Direktur Lakmas, Viktor Manbait, menurutkan, tersangka NM (17) ditahan di Polsek TTU, Nusa Tenggara Timur, Isnin (12/3/2012), dengan tuduhan mencuri wang majikannya sebanyak Rp 50.000. Majikan NM adalah calo tenaga kerja Indonesia (TKI) yang berdomisili di Kupang. NM kabur dari rumah majikannya dan kembali ke Kefamenanu, kerana menolak menjadi TKI.

Sesuai hasil testimoni, Lakmas menyebutkan, NM dikeluarkan dari tahanan oleh polis  berpangkat bripda yang bertugas piket malam pada Sabtu (17/3/2012) pukul 01.20 Wita. Namun sebelum dilepas dan dihantar sampai ke jalan utama, polis  tersebut menyetubuhi MN terlebih dahulu.
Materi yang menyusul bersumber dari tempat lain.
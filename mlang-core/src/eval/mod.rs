pub mod builtins;


use std::cell::RefCell;
use std::collections::HashMap;
use std::path::PathBuf;
use std::rc::Rc;

use utf8_chars::BufReadCharsExt;

use crate::{
    environment::prelude::{Environment, Function, HashKey, Value, FALSE, NULL, TRUE},
    lexer::prelude::Token,
    parser::prelude::{
        parse_from_stream, parse_source, ArrayLiteral, Block, Call, Expression,
        HashLiteral, If, Index, Infix, Prefix, Program, Statement, WhileStatement
    },
    utils::prelude::Error
};
use self::builtins::Builtin;

/// Evaluates a whole program. A `ReturnValue` escaping the top level is
/// unwrapped here; an `Error` stops evaluation and becomes the result.
pub fn eval_program(program: &Program, env: &Rc<RefCell<Environment>>) -> Value {
    let mut result = NULL;

    for statement in &program.statements {
        match eval_statement(statement, env) {
            Value::ReturnValue(value) => return *value,
            err @ Value::Error(_) => return err,
            value => result = value
        }
    }

    result
}

/// Runs a source file to completion and yields its final value.
pub fn run(path: PathBuf) -> Result<Value, Error> {
    let src = match std::fs::read_to_string(&path) {
        Ok(src) => src,
        Err(err) => return Err(Error::StdIo { err: err.kind() })
    };

    let parsed = parse_source(&src);

    if !parsed.errors.is_empty() {
        return Err(Error::Parse { path, src, errors: parsed.errors });
    }

    let env = Rc::new(RefCell::new(Environment::new()));

    Ok(eval_program(&parsed.program, &env))
}

/// Like [`run`], but lexes characters straight off the reader instead
/// of loading the file up front. The source accumulates on the side so
/// diagnostics can still show it.
pub fn run_from_stream(path: PathBuf) -> Result<Value, Error> {
    let file = match std::fs::File::open(&path) {
        Ok(file) => file,
        Err(err) => return Err(Error::StdIo { err: err.kind() })
    };

    let file_size = file.metadata()
        .map_err(|err| Error::StdIo { err: err.kind() })?.len() as usize;

    let mut src = String::with_capacity(file_size);
    let mut reader = std::io::BufReader::new(file);
    let stream = reader.chars()
        .map_while(|c| c.ok())
        .map(|c| {
            src.push(c);
            c
        });

    let parsed = parse_from_stream(stream);

    if !parsed.errors.is_empty() {
        return Err(Error::Parse { path, src, errors: parsed.errors });
    }

    let env = Rc::new(RefCell::new(Environment::new()));

    Ok(eval_program(&parsed.program, &env))
}

fn eval_statement(statement: &Statement, env: &Rc<RefCell<Environment>>) -> Value {
    match statement {
        Statement::Let(let_statement) => {
            let value = eval_expression(&let_statement.value, env);
            if value.is_error() {
                return value;
            }

            env.borrow_mut().set(let_statement.name.value.clone(), value);

            NULL
        },
        Statement::Return(return_statement) => {
            let value = eval_expression(&return_statement.value, env);
            if value.is_error() {
                return value;
            }

            Value::ReturnValue(Box::new(value))
        },
        Statement::Expression(statement) => eval_expression(&statement.expression, env),
        Statement::While(while_statement) => eval_while(while_statement, env)
    }
}

/// Evaluates a block in a fresh scope. Unlike [`eval_program`] this
/// propagates `ReturnValue` untouched so the enclosing call unwraps it.
fn eval_block(block: &Block, env: &Rc<RefCell<Environment>>) -> Value {
    let scope = Rc::new(RefCell::new(Environment::with_parent(env.clone())));
    let mut result = NULL;

    for statement in &block.statements {
        result = eval_statement(statement, &scope);

        if matches!(result, Value::ReturnValue(_) | Value::Error(_)) {
            return result;
        }
    }

    result
}

fn eval_while(while_statement: &WhileStatement, env: &Rc<RefCell<Environment>>) -> Value {
    loop {
        let condition = eval_expression(&while_statement.condition, env);
        if condition.is_error() {
            return condition;
        }

        if !is_truthy(&condition) {
            return NULL;
        }

        let body = eval_block(&while_statement.body, env);

        if matches!(body, Value::ReturnValue(_) | Value::Error(_)) {
            return body;
        }
    }
}

fn eval_expression(expression: &Expression, env: &Rc<RefCell<Environment>>) -> Value {
    match expression {
        Expression::Identifier(identifier) => eval_identifier(&identifier.value, env),
        Expression::Integer(literal) => Value::Integer(literal.value),
        Expression::Boolean(literal) => if literal.value { TRUE } else { FALSE },
        Expression::String(literal) => Value::String(literal.value.clone()),
        Expression::Prefix(prefix) => eval_prefix(prefix, env),
        Expression::Infix(infix) => eval_infix(infix, env),
        Expression::If(if_expression) => eval_if(if_expression, env),
        Expression::Function(literal) => Value::Function(Rc::new(Function {
            parameters: literal.parameters.clone(),
            body: literal.body.clone(),
            env: env.clone(),
        })),
        Expression::Call(call) => eval_call(call, env),
        Expression::Array(literal) => eval_array_literal(literal, env),
        Expression::Hash(literal) => eval_hash_literal(literal, env),
        Expression::Index(index) => eval_index(index, env)
    }
}

fn eval_identifier(name: &str, env: &Rc<RefCell<Environment>>) -> Value {
    if let Some(value) = env.borrow().get(name) {
        return value;
    }

    match Builtin::lookup(name) {
        Some(builtin) => Value::Builtin(builtin),
        None => Value::Error(format!("identifier not found: {name}"))
    }
}

fn eval_prefix(prefix: &Prefix, env: &Rc<RefCell<Environment>>) -> Value {
    let right = eval_expression(&prefix.right, env);
    if right.is_error() {
        return right;
    }

    match prefix.operator {
        Token::Bang => if is_truthy(&right) { FALSE } else { TRUE },
        Token::Minus => match right {
            Value::Integer(value) => Value::Integer(-value),
            other => Value::Error(format!("unknown operator: -{}", other._type()))
        },
        _ => Value::Error(format!(
            "unknown operator: {}{}",
            prefix.operator.as_literal(),
            right._type()
        ))
    }
}

fn eval_infix(infix: &Infix, env: &Rc<RefCell<Environment>>) -> Value {
    let left = eval_expression(&infix.left, env);
    if left.is_error() {
        return left;
    }

    let right = eval_expression(&infix.right, env);
    if right.is_error() {
        return right;
    }

    eval_infix_operator(&infix.operator, left, right)
}

fn eval_infix_operator(operator: &Token, left: Value, right: Value) -> Value {
    if left._type() != right._type() {
        return Value::Error(format!(
            "type mismatch: {} {} {}",
            left._type(),
            operator.as_literal(),
            right._type()
        ));
    }

    match (&left, &right) {
        (Value::Integer(l), Value::Integer(r)) => eval_integer_infix(operator, *l, *r),
        (Value::String(l), Value::String(r)) => match operator {
            Token::Plus => Value::String(format!("{l}{r}")),
            _ => unknown_operator(&left, operator, &right)
        },
        (Value::Boolean(l), Value::Boolean(r)) => match operator {
            Token::Equal => if l == r { TRUE } else { FALSE },
            Token::NotEqual => if l != r { TRUE } else { FALSE },
            _ => unknown_operator(&left, operator, &right)
        },
        _ => unknown_operator(&left, operator, &right)
    }
}

fn eval_integer_infix(operator: &Token, left: i64, right: i64) -> Value {
    match operator {
        Token::Plus => Value::Integer(left + right),
        Token::Minus => Value::Integer(left - right),
        Token::Asterisk => Value::Integer(left * right),
        Token::Slash => match right {
            0 => Value::Error("division by zero".to_string()),
            _ => Value::Integer(left / right)
        },
        Token::LessThan => if left < right { TRUE } else { FALSE },
        Token::GreaterThan => if left > right { TRUE } else { FALSE },
        Token::Equal => if left == right { TRUE } else { FALSE },
        Token::NotEqual => if left != right { TRUE } else { FALSE },
        _ => Value::Error(format!(
            "unknown operator: INTEGER {} INTEGER",
            operator.as_literal()
        ))
    }
}

fn unknown_operator(left: &Value, operator: &Token, right: &Value) -> Value {
    Value::Error(format!(
        "unknown operator: {} {} {}",
        left._type(),
        operator.as_literal(),
        right._type()
    ))
}

fn eval_if(if_expression: &If, env: &Rc<RefCell<Environment>>) -> Value {
    let condition = eval_expression(&if_expression.condition, env);
    if condition.is_error() {
        return condition;
    }

    if is_truthy(&condition) {
        eval_block(&if_expression.consequence, env)
    } else if let Some(alternative) = &if_expression.alternative {
        eval_block(alternative, env)
    } else {
        NULL
    }
}

fn eval_call(call: &Call, env: &Rc<RefCell<Environment>>) -> Value {
    let callee = eval_expression(&call.function, env);
    if callee.is_error() {
        return callee;
    }

    let args = match eval_expressions(&call.arguments, env) {
        Ok(args) => args,
        Err(err) => return err
    };

    apply_function(callee, args)
}

/// Evaluates expressions left to right, short-circuiting on the first
/// one that produces an error.
fn eval_expressions(
    expressions: &[Expression],
    env: &Rc<RefCell<Environment>>
) -> Result<Vec<Value>, Value> {
    let mut values = Vec::with_capacity(expressions.len());

    for expression in expressions {
        let value = eval_expression(expression, env);
        if value.is_error() {
            return Err(value);
        }

        values.push(value);
    }

    Ok(values)
}

fn apply_function(callee: Value, args: Vec<Value>) -> Value {
    match callee {
        Value::Builtin(builtin) => builtin.apply(args),
        Value::Function(function) => {
            if function.parameters.len() != args.len() {
                return Value::Error(format!(
                    "invalid number of args expected {} got {}",
                    function.parameters.len(),
                    args.len()
                ));
            }

            let extended = Rc::new(RefCell::new(
                Environment::with_parent(function.env.clone())
            ));

            for (parameter, arg) in function.parameters.iter().zip(args) {
                extended.borrow_mut().set(parameter.value.clone(), arg);
            }

            match eval_block(&function.body, &extended) {
                Value::ReturnValue(value) => *value,
                value => value
            }
        },
        other => Value::Error(format!("not a function: {}", other._type()))
    }
}

fn eval_array_literal(literal: &ArrayLiteral, env: &Rc<RefCell<Environment>>) -> Value {
    match eval_expressions(&literal.elements, env) {
        Ok(values) => Value::Array(Rc::new(values)),
        Err(err) => err
    }
}

fn eval_hash_literal(literal: &HashLiteral, env: &Rc<RefCell<Environment>>) -> Value {
    let mut pairs = HashMap::new();

    // pairs evaluate in source order; a later duplicate key wins
    for (key_expression, value_expression) in &literal.pairs {
        let key = eval_expression(key_expression, env);
        if key.is_error() {
            return key;
        }

        let key = match HashKey::from_value(&key) {
            Ok(key) => key,
            Err(err) => return err
        };

        let value = eval_expression(value_expression, env);
        if value.is_error() {
            return value;
        }

        pairs.insert(key, value);
    }

    Value::Hash(Rc::new(pairs))
}

fn eval_index(index: &Index, env: &Rc<RefCell<Environment>>) -> Value {
    let receiver = eval_expression(&index.left, env);
    if receiver.is_error() {
        return receiver;
    }

    let key = eval_expression(&index.index, env);
    if key.is_error() {
        return key;
    }

    match receiver {
        Value::Array(values) => match key {
            Value::Integer(idx) => {
                if idx < 0 || idx >= values.len() as i64 {
                    NULL
                } else {
                    values[idx as usize].clone()
                }
            },
            other => Value::Error(format!(
                "Expected index type to be INTEGER, got {}",
                other._type()
            ))
        },
        Value::Hash(pairs) => match HashKey::from_value(&key) {
            Ok(key) => pairs.get(&key).cloned().unwrap_or(NULL),
            Err(err) => err
        },
        other => Value::Error(format!(
            "Index operator not supported for type {}",
            other._type()
        ))
    }
}

/// Everything except the `FALSE` and `NULL` singletons counts as true.
pub fn is_truthy(value: &Value) -> bool {
    !matches!(value, Value::Boolean(false) | Value::Null)
}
NM menunggu di tepi jalan hingga pukul 05.30, kemudian melarikan diri ke Kilometer 7, arah Atambua, dengan pengangkutan umum. Di sana, NM bertemu seorang plelaki, berusia 40-an tahun. Lelaki itu meminta NM tinggal di rumahnya selama tiga hari sebelum NM ditangkap kembali oleh polis , Isnin (19/3/2012). " Lelaki itu juga mengajak NM melakukan hubungan seks, tiga kali dengan imbalan wang Rp 20.000," kata Manbait.

Manbait menyebut perlakuan yang dialami NM sebagai skenario buruk yang sangat disesalkan. "Ini kejahatan kemanusiaan. Seharusnya, NM ada dalam perlindungan hukum. Kerana NM takut sebagai tersangka, tentu dia harus kembali menjalani proses hukum, bukan di tangan kami. Tetapi kami minta NM tidak ditahan di Polres, tetapi di rumah tahanan perempuan sehingga keselamatannya lebih terjamin," kata Manbait.Kepala Polres TTU Ajun Komisaris Besar I Gede Mega Suparwitha mengatakan, kes itu masih dalam proses penyidikan polis . "Tahanan itu sudah kami titipkan di rumah tahanan setelah ditangkap. Semua laporan NM sedang dalam proses penyidikan. Semua pihak diminta bersabar, jangan terburu-buru," kata Suparwitha.